How many lines in the records below hold the word "Instant"? Answer with the number alone.

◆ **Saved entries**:
=== Section Start ===
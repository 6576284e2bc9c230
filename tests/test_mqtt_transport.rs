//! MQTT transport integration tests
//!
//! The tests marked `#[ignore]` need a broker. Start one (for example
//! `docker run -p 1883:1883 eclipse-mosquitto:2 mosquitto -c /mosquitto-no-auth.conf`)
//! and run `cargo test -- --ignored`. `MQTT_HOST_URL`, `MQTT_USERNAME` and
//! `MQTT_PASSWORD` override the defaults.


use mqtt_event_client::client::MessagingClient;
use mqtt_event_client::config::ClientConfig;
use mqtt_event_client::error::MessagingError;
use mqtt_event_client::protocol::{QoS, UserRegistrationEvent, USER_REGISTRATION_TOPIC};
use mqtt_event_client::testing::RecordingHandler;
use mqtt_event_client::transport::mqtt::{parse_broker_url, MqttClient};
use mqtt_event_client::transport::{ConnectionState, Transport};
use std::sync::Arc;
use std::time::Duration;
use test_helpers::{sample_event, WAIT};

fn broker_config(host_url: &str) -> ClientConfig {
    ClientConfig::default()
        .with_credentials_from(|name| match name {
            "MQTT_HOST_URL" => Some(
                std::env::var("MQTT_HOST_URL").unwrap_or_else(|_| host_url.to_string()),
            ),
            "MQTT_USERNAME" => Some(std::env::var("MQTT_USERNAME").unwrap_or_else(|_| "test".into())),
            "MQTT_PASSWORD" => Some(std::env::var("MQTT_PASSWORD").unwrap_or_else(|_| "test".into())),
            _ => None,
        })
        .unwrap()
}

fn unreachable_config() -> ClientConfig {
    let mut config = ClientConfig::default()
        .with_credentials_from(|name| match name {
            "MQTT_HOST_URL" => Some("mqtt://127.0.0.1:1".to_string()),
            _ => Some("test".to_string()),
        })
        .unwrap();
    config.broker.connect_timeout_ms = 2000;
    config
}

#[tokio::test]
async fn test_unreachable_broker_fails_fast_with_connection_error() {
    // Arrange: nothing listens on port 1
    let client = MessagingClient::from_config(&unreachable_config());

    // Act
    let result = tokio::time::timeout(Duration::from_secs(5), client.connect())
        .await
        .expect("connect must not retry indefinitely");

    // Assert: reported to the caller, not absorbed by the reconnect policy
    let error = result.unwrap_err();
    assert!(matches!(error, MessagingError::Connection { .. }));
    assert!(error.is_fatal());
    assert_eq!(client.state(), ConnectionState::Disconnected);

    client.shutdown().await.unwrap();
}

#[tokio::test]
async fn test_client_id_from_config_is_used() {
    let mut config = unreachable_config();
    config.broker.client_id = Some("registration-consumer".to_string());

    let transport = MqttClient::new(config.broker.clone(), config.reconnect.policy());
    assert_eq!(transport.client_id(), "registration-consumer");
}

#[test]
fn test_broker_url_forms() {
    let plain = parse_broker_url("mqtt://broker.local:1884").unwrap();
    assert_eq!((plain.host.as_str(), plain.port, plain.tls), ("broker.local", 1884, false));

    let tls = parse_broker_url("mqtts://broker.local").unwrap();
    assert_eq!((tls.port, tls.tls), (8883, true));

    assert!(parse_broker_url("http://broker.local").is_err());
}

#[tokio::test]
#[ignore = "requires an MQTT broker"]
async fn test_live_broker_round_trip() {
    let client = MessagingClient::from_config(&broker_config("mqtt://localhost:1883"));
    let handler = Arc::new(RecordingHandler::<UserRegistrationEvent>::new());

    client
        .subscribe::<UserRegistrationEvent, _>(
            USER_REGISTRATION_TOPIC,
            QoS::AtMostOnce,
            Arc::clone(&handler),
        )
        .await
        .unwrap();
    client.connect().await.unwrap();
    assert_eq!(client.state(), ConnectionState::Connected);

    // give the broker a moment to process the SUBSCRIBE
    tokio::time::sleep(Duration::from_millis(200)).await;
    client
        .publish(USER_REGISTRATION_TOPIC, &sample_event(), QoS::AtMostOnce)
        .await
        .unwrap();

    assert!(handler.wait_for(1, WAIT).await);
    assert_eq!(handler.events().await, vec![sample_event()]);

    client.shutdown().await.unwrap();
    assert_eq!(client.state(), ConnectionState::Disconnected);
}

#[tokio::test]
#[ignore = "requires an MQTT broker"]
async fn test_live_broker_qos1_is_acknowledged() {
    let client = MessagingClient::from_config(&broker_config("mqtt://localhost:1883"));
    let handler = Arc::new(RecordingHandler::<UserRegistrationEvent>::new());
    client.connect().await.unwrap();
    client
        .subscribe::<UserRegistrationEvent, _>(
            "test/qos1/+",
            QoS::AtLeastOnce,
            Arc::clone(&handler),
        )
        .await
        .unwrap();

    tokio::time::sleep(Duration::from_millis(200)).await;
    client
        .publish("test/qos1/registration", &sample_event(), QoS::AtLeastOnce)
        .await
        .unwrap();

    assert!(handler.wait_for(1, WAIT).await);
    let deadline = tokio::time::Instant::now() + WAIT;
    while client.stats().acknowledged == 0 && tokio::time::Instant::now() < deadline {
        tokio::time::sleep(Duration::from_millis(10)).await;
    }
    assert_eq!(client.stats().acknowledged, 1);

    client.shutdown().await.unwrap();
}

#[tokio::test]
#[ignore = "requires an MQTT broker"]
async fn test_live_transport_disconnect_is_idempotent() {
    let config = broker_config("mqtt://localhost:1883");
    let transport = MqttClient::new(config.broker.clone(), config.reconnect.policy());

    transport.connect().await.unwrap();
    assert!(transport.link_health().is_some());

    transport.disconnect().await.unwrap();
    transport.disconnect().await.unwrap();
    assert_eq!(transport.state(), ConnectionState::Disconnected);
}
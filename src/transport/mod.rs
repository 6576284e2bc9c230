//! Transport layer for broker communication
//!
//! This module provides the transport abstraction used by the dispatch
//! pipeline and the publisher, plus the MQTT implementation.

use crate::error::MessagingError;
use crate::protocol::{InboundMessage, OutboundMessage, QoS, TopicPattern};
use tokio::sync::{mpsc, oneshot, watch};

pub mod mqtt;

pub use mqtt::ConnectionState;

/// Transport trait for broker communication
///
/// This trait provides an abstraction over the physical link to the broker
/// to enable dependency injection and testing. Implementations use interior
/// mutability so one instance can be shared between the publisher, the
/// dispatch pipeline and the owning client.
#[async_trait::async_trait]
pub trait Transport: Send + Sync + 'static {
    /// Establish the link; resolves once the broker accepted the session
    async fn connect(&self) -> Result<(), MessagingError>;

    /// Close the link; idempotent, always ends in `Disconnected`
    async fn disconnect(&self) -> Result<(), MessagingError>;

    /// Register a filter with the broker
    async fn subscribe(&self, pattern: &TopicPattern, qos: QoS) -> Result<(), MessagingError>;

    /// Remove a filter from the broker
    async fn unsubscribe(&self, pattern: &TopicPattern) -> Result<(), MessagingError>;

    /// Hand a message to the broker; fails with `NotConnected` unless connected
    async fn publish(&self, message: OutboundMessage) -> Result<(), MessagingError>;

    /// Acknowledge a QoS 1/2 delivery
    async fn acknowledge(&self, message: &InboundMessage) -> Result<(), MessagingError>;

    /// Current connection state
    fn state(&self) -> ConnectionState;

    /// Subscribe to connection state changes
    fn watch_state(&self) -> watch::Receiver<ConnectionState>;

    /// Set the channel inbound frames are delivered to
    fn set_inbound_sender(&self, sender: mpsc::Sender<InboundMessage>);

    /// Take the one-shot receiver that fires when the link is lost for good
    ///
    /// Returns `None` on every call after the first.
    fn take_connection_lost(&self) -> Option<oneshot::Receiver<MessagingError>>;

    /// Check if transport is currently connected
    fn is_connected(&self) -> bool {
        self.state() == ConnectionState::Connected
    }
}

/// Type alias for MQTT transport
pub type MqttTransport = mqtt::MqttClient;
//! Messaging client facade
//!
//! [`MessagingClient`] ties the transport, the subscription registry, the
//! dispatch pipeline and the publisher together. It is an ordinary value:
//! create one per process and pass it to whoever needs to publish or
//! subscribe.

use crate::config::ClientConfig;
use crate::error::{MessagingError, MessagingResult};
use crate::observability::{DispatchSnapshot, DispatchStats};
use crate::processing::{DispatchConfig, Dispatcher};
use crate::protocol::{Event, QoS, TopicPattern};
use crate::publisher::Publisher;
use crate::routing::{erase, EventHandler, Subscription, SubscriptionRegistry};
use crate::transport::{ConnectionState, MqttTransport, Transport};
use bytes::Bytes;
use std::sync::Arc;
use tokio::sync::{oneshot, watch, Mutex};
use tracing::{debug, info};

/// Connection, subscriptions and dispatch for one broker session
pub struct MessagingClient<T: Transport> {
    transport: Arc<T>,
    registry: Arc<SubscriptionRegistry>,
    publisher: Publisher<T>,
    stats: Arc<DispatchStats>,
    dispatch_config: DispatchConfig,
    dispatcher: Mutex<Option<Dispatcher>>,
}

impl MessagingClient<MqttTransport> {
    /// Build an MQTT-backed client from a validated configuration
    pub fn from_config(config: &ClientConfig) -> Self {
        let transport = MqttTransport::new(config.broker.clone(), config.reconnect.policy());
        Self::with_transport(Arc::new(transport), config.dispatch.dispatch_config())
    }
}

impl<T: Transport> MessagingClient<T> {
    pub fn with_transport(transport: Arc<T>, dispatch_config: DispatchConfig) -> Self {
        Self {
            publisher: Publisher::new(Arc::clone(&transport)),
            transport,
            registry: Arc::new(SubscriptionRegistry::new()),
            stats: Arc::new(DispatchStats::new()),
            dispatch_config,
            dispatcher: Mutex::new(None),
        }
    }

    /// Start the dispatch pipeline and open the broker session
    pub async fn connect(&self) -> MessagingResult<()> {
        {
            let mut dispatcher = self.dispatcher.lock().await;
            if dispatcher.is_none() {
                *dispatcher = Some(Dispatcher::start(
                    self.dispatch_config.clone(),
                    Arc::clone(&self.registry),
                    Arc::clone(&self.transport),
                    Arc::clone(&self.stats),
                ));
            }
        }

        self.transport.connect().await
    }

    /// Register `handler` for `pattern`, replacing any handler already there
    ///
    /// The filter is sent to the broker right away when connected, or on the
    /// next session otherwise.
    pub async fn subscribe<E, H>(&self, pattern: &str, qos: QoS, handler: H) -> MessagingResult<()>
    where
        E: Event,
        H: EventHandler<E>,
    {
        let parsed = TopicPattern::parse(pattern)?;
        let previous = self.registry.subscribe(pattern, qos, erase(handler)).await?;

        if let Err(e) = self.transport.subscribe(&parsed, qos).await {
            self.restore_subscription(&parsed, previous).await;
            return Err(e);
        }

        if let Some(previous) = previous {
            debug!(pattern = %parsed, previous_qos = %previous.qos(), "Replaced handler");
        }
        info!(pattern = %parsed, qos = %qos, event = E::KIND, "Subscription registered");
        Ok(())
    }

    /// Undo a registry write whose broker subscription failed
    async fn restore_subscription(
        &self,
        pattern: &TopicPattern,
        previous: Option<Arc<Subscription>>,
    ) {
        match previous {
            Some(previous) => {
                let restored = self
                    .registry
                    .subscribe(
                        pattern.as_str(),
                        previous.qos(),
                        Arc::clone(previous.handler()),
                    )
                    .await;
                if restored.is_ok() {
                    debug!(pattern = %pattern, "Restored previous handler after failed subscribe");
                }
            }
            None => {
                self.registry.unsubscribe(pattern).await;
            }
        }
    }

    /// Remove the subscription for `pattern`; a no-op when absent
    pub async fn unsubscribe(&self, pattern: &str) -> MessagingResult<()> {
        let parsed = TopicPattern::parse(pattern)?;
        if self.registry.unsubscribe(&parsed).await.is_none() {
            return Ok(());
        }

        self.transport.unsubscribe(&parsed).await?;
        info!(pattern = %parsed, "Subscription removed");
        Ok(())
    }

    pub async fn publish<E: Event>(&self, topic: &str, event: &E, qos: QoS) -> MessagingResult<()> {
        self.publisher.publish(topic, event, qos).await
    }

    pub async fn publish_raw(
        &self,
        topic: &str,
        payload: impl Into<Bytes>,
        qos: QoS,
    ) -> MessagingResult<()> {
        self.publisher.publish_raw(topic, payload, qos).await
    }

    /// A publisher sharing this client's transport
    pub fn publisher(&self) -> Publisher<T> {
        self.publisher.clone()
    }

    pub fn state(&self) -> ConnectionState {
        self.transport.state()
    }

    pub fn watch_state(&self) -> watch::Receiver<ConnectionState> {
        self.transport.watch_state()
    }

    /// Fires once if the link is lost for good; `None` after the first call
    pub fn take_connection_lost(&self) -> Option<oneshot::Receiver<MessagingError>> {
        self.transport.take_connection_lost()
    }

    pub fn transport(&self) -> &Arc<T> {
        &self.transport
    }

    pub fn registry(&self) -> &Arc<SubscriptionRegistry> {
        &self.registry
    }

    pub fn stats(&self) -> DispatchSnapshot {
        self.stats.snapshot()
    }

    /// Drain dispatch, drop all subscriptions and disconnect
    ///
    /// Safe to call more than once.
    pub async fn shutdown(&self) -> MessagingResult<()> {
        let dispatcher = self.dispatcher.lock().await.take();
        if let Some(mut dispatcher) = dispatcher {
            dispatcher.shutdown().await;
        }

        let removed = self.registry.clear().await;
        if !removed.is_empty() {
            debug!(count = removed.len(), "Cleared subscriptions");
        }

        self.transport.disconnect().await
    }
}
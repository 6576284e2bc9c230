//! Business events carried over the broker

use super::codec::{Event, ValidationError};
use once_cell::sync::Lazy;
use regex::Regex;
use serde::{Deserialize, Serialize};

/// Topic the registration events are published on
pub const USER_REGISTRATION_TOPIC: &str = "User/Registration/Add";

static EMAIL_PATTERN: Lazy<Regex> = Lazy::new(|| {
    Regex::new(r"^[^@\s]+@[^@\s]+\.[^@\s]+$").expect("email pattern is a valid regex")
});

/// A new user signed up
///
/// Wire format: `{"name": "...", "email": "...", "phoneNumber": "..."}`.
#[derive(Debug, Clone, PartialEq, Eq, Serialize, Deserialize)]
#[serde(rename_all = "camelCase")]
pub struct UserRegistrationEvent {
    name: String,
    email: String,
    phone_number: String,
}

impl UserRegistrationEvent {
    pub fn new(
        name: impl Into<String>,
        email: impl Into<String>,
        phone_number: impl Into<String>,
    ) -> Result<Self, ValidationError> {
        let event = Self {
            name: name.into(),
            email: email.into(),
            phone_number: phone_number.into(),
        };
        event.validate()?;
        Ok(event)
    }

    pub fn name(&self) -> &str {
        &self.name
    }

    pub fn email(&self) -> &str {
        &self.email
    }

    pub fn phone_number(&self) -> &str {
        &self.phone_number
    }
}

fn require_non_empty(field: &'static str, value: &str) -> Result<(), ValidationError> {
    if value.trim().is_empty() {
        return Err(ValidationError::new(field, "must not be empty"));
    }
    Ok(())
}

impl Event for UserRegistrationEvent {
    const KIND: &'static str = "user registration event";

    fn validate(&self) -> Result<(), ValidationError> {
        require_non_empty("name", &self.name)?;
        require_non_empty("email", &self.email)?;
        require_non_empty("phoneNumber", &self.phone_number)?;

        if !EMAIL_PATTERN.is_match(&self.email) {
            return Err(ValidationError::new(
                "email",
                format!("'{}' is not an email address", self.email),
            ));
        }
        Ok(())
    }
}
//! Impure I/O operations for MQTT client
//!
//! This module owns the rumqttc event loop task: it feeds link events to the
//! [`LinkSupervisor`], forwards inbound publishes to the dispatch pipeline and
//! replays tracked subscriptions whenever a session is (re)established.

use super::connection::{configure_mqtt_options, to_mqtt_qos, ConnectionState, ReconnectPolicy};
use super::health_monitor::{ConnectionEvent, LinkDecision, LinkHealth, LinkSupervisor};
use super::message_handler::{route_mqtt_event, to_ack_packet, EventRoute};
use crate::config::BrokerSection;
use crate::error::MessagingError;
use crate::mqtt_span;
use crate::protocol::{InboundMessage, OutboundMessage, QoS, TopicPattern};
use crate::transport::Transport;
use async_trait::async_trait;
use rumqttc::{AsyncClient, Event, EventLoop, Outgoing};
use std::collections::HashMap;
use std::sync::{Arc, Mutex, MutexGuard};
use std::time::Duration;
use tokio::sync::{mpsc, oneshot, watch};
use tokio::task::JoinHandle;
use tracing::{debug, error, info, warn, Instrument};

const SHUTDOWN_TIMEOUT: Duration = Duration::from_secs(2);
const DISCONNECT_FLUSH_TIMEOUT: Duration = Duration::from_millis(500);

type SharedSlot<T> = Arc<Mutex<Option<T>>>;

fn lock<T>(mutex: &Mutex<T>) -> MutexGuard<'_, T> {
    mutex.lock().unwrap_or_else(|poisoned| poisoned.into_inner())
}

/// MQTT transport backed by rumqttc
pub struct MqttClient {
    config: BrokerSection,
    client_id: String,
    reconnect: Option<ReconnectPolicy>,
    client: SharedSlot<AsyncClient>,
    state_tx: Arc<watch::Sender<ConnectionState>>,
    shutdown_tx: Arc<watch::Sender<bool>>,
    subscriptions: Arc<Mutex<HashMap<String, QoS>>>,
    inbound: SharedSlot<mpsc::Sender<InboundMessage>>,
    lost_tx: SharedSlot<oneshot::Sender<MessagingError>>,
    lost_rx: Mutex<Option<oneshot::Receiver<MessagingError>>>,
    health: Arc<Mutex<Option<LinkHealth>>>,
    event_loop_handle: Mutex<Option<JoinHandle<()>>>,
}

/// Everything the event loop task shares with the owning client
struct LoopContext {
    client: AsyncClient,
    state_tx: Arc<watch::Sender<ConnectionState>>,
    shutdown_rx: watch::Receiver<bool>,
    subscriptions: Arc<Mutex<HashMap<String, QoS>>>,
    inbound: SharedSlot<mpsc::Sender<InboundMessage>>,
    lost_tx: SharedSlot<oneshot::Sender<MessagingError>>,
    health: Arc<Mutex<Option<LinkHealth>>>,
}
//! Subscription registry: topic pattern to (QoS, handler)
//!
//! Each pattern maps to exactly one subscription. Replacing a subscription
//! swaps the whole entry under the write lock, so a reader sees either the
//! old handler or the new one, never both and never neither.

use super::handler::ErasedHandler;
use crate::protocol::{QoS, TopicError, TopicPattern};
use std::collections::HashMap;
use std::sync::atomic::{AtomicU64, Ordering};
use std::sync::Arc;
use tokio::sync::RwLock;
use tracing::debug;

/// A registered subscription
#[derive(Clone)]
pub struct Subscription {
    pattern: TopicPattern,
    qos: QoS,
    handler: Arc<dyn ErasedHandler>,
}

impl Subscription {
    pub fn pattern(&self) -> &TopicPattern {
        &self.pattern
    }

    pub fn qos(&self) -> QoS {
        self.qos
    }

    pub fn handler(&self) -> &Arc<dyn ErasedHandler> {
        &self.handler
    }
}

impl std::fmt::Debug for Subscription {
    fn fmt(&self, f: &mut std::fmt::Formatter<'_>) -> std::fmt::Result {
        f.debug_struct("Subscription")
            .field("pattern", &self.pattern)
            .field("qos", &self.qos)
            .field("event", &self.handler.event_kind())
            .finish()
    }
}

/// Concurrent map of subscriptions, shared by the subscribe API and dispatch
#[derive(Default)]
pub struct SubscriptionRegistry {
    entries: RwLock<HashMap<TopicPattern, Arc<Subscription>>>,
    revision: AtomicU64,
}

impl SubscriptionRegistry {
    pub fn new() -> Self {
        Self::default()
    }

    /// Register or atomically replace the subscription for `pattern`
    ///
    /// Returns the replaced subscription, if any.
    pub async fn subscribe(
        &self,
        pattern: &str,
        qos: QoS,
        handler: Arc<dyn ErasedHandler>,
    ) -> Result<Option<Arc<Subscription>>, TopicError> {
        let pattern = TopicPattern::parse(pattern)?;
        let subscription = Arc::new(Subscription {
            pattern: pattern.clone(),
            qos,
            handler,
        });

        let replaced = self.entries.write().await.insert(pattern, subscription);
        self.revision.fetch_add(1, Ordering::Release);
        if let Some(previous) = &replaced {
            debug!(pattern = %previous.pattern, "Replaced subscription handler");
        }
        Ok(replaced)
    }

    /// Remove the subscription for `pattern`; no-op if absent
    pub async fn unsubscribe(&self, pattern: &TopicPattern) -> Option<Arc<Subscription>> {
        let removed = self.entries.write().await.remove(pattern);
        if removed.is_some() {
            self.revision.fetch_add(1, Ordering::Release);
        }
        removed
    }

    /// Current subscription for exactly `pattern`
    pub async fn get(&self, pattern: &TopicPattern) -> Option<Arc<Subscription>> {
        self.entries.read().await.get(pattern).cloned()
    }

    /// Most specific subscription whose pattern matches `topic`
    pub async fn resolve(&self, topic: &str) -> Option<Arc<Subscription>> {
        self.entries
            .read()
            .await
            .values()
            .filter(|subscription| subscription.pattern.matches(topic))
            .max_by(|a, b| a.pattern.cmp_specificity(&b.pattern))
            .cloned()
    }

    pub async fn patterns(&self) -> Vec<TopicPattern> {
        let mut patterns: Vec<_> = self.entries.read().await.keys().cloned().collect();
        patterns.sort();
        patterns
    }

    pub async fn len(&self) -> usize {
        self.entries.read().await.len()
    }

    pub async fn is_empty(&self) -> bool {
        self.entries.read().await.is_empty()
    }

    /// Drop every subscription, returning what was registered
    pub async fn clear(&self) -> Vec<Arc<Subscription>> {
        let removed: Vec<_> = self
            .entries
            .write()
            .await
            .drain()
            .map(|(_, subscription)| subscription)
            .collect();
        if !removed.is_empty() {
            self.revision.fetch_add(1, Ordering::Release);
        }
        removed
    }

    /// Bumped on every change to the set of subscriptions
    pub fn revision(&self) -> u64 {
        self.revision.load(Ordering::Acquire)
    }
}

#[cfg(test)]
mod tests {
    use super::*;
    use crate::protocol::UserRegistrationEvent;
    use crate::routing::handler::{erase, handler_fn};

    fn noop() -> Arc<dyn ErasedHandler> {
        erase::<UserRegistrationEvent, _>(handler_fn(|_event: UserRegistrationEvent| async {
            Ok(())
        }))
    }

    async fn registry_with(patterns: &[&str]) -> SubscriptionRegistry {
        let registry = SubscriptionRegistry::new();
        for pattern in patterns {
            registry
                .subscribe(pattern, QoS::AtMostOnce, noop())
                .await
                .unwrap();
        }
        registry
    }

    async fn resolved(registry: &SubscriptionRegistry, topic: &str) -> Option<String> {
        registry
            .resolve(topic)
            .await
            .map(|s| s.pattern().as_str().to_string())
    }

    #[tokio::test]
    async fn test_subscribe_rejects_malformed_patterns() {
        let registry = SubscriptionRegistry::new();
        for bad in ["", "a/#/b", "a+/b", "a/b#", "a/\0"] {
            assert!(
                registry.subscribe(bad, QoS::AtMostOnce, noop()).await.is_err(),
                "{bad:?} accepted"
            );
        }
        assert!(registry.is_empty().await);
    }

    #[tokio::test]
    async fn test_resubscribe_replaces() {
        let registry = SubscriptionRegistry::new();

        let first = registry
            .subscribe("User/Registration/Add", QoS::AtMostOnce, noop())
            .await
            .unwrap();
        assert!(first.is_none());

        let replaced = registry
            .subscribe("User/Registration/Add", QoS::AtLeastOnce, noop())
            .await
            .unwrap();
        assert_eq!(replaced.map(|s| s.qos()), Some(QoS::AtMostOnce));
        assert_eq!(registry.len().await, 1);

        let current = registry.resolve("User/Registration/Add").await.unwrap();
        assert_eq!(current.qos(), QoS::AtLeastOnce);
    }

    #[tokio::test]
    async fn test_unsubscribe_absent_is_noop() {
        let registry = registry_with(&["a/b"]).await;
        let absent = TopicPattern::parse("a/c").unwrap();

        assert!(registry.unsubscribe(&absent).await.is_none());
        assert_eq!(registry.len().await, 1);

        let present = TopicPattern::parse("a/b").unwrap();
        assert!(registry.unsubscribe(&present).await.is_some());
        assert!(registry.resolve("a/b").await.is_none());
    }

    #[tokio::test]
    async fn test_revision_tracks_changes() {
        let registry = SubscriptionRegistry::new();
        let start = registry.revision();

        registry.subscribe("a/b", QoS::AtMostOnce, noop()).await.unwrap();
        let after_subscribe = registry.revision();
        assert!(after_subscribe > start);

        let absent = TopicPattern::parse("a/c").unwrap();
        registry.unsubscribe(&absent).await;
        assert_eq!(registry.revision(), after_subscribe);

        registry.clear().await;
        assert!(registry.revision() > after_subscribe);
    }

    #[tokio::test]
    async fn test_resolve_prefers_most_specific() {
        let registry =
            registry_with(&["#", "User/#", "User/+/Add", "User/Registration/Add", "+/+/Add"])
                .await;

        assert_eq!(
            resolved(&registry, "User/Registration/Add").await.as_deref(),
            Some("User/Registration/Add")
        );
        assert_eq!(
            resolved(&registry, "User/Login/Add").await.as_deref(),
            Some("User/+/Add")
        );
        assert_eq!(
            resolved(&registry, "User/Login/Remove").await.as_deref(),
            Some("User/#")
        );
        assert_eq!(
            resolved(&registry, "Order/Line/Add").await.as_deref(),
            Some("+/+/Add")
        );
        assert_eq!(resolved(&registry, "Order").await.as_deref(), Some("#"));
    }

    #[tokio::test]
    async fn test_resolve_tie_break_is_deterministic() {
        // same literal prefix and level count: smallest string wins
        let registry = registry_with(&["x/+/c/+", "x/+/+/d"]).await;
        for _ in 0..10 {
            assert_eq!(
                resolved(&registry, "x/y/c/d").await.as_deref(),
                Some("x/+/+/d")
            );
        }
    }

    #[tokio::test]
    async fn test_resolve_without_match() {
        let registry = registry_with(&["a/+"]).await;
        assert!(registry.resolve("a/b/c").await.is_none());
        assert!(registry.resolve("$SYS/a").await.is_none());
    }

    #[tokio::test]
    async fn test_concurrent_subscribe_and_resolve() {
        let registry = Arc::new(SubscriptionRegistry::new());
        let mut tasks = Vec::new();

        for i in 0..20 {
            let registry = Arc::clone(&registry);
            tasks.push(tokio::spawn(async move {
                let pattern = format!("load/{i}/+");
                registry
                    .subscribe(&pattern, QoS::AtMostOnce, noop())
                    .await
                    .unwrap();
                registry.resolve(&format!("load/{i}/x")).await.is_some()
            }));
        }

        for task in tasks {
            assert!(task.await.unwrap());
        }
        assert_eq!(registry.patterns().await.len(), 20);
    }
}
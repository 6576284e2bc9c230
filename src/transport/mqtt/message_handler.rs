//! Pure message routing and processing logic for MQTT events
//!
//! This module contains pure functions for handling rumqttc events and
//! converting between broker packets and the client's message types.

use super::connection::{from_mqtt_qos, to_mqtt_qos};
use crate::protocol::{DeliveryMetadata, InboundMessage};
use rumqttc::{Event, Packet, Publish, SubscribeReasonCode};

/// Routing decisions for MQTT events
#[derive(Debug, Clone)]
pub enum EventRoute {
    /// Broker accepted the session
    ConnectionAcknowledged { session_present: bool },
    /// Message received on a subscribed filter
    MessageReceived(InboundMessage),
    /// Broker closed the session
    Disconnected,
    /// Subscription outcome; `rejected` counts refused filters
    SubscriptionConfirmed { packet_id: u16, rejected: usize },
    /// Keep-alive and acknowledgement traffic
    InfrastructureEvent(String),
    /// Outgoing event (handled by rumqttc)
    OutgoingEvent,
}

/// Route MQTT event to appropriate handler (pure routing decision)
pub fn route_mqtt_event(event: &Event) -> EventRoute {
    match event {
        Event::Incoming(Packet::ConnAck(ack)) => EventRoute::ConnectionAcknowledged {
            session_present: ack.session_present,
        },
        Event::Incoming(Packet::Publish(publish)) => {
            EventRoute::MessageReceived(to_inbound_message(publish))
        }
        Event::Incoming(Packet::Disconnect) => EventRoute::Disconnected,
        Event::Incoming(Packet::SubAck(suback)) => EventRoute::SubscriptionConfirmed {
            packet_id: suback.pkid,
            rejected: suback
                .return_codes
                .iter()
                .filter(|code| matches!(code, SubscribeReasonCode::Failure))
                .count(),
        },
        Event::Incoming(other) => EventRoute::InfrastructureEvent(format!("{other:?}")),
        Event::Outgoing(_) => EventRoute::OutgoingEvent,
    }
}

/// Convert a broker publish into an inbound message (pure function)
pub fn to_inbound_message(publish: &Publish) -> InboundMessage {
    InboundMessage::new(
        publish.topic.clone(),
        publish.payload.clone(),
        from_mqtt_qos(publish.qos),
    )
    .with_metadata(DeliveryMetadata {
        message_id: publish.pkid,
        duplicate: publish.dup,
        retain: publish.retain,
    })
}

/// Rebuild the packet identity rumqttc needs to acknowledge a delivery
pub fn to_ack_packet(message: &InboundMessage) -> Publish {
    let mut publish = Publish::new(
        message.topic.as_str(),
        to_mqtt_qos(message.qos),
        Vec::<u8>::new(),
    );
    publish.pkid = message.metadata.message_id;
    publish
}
=== Section End ===
◆ **Response to this exercise**:
2